To me, it just appears that faith and belief both stand for that one paradox at the heart of a religious person’s life: that you must choose to be convinced of something.

It’s a paradox, of course, because the state of being convinced—or “conviction”—is involuntary. It happens to you (much like a legal conviction: it’s a reflection of the reality of one’s standing with the law, regardless of one’s desire or choice at the moment of sentencing). The conviction which is said to accompany belief is described as “compelling”—again, a word portraying the action of an outside force urging one in a particular direction, seemingly without regard for their will.  

But as belief pertains to religion—to matters of faith—a very willful element of choice is at work simultaneously. Faith resulting purely from empirical proof has little to be commended for; it would be hard to even call such a phenomena “faith.” The act of belief seems to show a bowing of the knee of Reason at the feet of Faith. 

The Order of Knowing

If one becomes convinced of the necessity of faith in a reasonably uncertain world, how does one decide where they will bend their rational knee? How does one decide where to pledge the allegiance of their faith? Surely, reason plays a real role: while we can’t require absolute proof of faith claims, an empirically disproven belief system is not one we can espouse “in good faith.”  

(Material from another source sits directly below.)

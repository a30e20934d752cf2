pub mod dijkstra;
pub mod path;

pub use dijkstra::*;
pub use path::*;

And yet, our heart-held faith can’t only be a matter of the most rational option available to us. Personally, I’ve staked everything I can on a trust that goes deeper than just the most plausible argument.

And that is because I find myself unable to will to believe that reality is anything other than Love at it’s core. 

I find myself unable to will to believe that reality is anything other than Love at it’s core. 

Cogent arguments alone cannot justify love; love doesn’t ask to be justified. Love does, however, demand trust. And when appealing to Love itself as the ultimate rule of reality, this is an absolute trust.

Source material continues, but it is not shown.